── Source information
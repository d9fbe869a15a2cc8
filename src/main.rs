use rescale::RescaleError;
use rescale::cli::Args;
use std::error::Error;
use std::process::ExitCode;
use tracing::info;
use tracing_subscriber::{EnvFilter, fmt, prelude::*};

fn main() -> ExitCode {
    let args = match Args::parse_from_args(std::env::args_os()) {
        Ok(args) => args,
        Err(e) => return report(&e),
    };

    init_tracing(&args);
    info!(
        "{} v{} for {} data types",
        env!("CARGO_PKG_NAME"),
        env!("CARGO_PKG_VERSION"),
        args.sample_type
    );

    match args
        .into_config()
        .and_then(|(config, inputs)| rescale::run(&config, &inputs))
    {
        Ok(summary) => {
            info!("{summary}");
            ExitCode::SUCCESS
        }
        Err(e) => report(&e),
    }
}

/// Log to stderr; `RESCALE_LOG` overrides the level picked by -q / -v
fn init_tracing(args: &Args) {
    let level = if args.quiet {
        "warn"
    } else {
        match args.verbose {
            0 => "info",
            1 => "debug",
            _ => "trace",
        }
    };
    let filter = EnvFilter::try_from_env("RESCALE_LOG").unwrap_or_else(|_| EnvFilter::new(level));

    tracing_subscriber::registry()
        .with(fmt::layer().with_writer(std::io::stderr).with_target(false))
        .with(filter)
        .init();
}

/// Print `e` where the user expects it and pick its exit code
fn report(e: &RescaleError) -> ExitCode {
    if e.is_help() {
        print!("{e}");
    } else if let RescaleError::InvalidArguments(clap_error) = e {
        let _ = clap_error.print();
    } else {
        eprintln!("Error: {}", error_chain(e));
    }
    ExitCode::from(e.exit_code())
}

fn error_chain(e: &dyn Error) -> String {
    let mut message = e.to_string();
    let mut source = e.source();
    while let Some(cause) = source {
        message.push_str(&format!(": {cause}"));
        source = cause.source();
    }
    message
}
────
Directions
All entries above should be duplicated exactly, none omitted.

Result
repository d9fbe869a15a2cc8
filename src/main.rs
use rescale::RescaleError;
use rescale::cli::Args;
use std::error::Error;
use std::process::ExitCode;
use tracing::info;
use tracing_subscriber::{EnvFilter, fmt, prelude::*};

fn main() -> ExitCode {
    let args = match Args::parse_from_args(std::env::args_os()) {
        Ok(args) => args,
        Err(e) => return report(&e),
    };

    init_tracing(&args);
    info!(
        "{} v{} for {} data types",
        env!("CARGO_PKG_NAME"),
        env!("CARGO_PKG_VERSION"),
        args.sample_type
    );

    match args
        .into_config()
        .and_then(|(config, inputs)| rescale::run(&config, &inputs))
    {
        Ok(summary) => {
            info!("{summary}");
            ExitCode::SUCCESS
        }
        Err(e) => report(&e),
    }
}

/// Log to stderr; `RESCALE_LOG` overrides the level picked by -q / -v
fn init_tracing(args: &Args) {
    let level = if args.quiet {
        "warn"
    } else {
        match args.verbose {
            0 => "info",
            1 => "debug",
            _ => "trace",
        }
    };
    let filter = EnvFilter::try_from_env("RESCALE_LOG").unwrap_or_else(|_| EnvFilter::new(level));

    tracing_subscriber::registry()
        .with(fmt::layer().with_writer(std::io::stderr).with_target(false))
        .with(filter)
        .init();
}

/// Print `e` where the user expects it and pick its exit code
fn report(e: &RescaleError) -> ExitCode {
    if e.is_help() {
        print!("{e}");
    } else if let RescaleError::InvalidArguments(clap_error) = e {
        let _ = clap_error.print();
    } else {
        eprintln!("Error: {}", error_chain(e));
    }
    ExitCode::from(e.exit_code())
}

fn error_chain(e: &dyn Error) -> String {
    let mut message = e.to_string();
    let mut source = e.source();
    while let Some(cause) = source {
        message.push_str(&format!(": {cause}"));
        source = cause.source();
    }
    message
}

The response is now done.